» **Your assignment**
Filter the entries, keeping every line with the string "false".
[[ The input open ]]
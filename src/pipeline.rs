use std::time::{Duration, Instant};

use crate::chunk::chunk_diff;
use crate::config::ReviewConfig;
use crate::llm::{ApiFailure, ChatMessage, LlmRequest, ModelProviderAdapter};
use crate::prompts::ReviewMode;
use crate::rate;
use crate::tokens::TokenEstimator;

/// Final state of one review run. Failures are folded into the report text;
/// the run itself never errors.
#[derive(Debug)]
pub struct PipelineOutcome {
    pub report: String,
    pub chunks_total: usize,
    pub chunks_reviewed: usize,
    pub time_limit_reached: bool,
    pub any_call_failed: bool,
}

struct PipelineState {
    started: Instant,
    parts: Vec<String>,
    chunks_reviewed: usize,
    time_limit_reached: bool,
    any_call_failed: bool,
}

impl PipelineState {
    fn new() -> Self {
        Self {
            started: Instant::now(),
            parts: Vec::new(),
            chunks_reviewed: 0,
            time_limit_reached: false,
            any_call_failed: false,
        }
    }

    fn truncate(&mut self, cfg: &ReviewConfig) {
        self.parts.push(truncation_notice(cfg.max_duration_secs));
        self.time_limit_reached = true;
        self.any_call_failed = true;
    }
}

fn truncation_notice(max_duration_secs: u64) -> String {
    format!(
        "\n\n--- REVIEW TRUNCATED DUE TO TIME LIMIT ({} minutes) ---",
        max_duration_secs / 60
    )
}

fn chunk_preamble(chunk_no: usize, total: usize) -> String {
    if total > 1 {
        format!(
            "This is chunk {} of {} of a larger code diff. Please focus your review \
             on this specific chunk, considering it in the context of a larger set \
             of changes.\n\n",
            chunk_no, total
        )
    } else {
        String::new()
    }
}

/// Drive every chunk of `diff` through the API sequentially, pacing calls
/// against the TPM ceiling and stopping at the wall-clock deadline. The
/// deadline is cooperative: it is checked before each chunk and before each
/// sleep, never by aborting an in-flight call.
pub async fn run_review(
    cfg: &ReviewConfig,
    mode: ReviewMode,
    adapter: &dyn ModelProviderAdapter,
    diff: &str,
) -> PipelineOutcome {
    let mut state = PipelineState::new();
    let max_duration = Duration::from_secs(cfg.max_duration_secs);

    let estimator = TokenEstimator::for_model(&cfg.model);
    let chunks = chunk_diff(diff, cfg.max_chunk_tokens, cfg.overhead_tokens, &estimator);
    let total = chunks.len();
    println!("Diff split into {} chunks.", total);

    for (idx, chunk_text) in chunks.iter().enumerate() {
        let chunk_no = idx + 1;
        let elapsed = state.started.elapsed();

        if elapsed > max_duration {
            eprintln!(
                "Warning: Run time limit ({}s) reached. Stopping further chunk processing.",
                cfg.max_duration_secs
            );
            state.truncate(cfg);
            break;
        }

        println!(
            "Processing chunk {} of {} (Elapsed time: {:.0}s)...",
            chunk_no,
            total,
            elapsed.as_secs_f64()
        );

        let messages = vec![
            ChatMessage { role: "system".into(), content: mode.template().to_string() },
            ChatMessage {
                role: "user".into(),
                content: format!("{}{}", chunk_preamble(chunk_no, total), chunk_text),
            },
        ];
        let req = LlmRequest { model: cfg.model.clone(), messages };

        println!(
            "Attempting API call for chunk {} (Model: {}, Mode: {})...",
            chunk_no,
            cfg.model,
            mode.as_str()
        );
        match adapter.send(req).await {
            Ok(res) => {
                let tokens_used = match res.usage.as_ref().and_then(|u| u.total_tokens) {
                    Some(total_tokens) => {
                        println!("Tokens used for chunk {}: {}", chunk_no, total_tokens);
                        u64::from(total_tokens)
                    }
                    None => cfg.tokens_per_call_estimate,
                };

                state
                    .parts
                    .push(format!("--- Review for Chunk {}/{} ---\n{}", chunk_no, total, res.content));
                state.chunks_reviewed += 1;
                println!("Chunk {} processed successfully.", chunk_no);

                // Throttle before the next chunk.
                if chunk_no < total {
                    let delay = rate::pacing_delay(tokens_used, cfg.tpm_limit);
                    let elapsed_now = state.started.elapsed();
                    if elapsed_now + Duration::from_secs_f64(delay) > max_duration {
                        eprintln!(
                            "Warning: Calculated delay ({:.2}s) for chunk {} would exceed total time limit. Not sleeping and stopping further processing.",
                            delay, chunk_no
                        );
                        state.truncate(cfg);
                        break;
                    }
                    println!("Delaying for {:.2} seconds to respect TPM limit...", delay);
                    tokio::time::sleep(Duration::from_secs_f64(delay)).await;
                }
            }
            Err(failure) => {
                let entry = format!(
                    "❌ {} on chunk {} (mode: {}): {}",
                    failure.label(),
                    chunk_no,
                    mode.as_str(),
                    failure.detail()
                );
                eprintln!("{}", entry);
                state.parts.push(entry);
                state.any_call_failed = true;

                match failure {
                    ApiFailure::RateLimited(_) => {
                        // Wait the limit out, then move on. The failed chunk
                        // is not retried; its error entry stays in the report.
                        let elapsed_now = state.started.elapsed();
                        if elapsed_now >= max_duration {
                            state.truncate(cfg);
                            break;
                        }
                        let remaining = (max_duration - elapsed_now).as_secs_f64();
                        let wait = rate::rate_limit_wait(remaining);
                        println!("Waiting for {:.0} seconds due to rate limit...", wait);
                        tokio::time::sleep(Duration::from_secs_f64(wait)).await;
                    }
                    ApiFailure::Connection(_)
                    | ApiFailure::Auth(_)
                    | ApiFailure::BadRequest(_)
                    | ApiFailure::Api(_)
                    | ApiFailure::Unexpected(_) => break,
                }
            }
        }
    }

    let mut report = state.parts.join("\n\n");
    if report.trim().is_empty() {
        report = "⚠️ Review generation process completed, but no content was generated or an error occurred."
            .to_string();
    }
    if state.time_limit_reached && !report.contains("REVIEW TRUNCATED DUE TO TIME LIMIT") {
        report.push_str(&truncation_notice(cfg.max_duration_secs));
    }

    PipelineOutcome {
        report,
        chunks_total: total,
        chunks_reviewed: state.chunks_reviewed,
        time_limit_reached: state.time_limit_reached,
        any_call_failed: state.any_call_failed,
    }
}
[[ The input closed ]]
» **Answer box**
            time_limit_reached: false,
            any_call_failed: false,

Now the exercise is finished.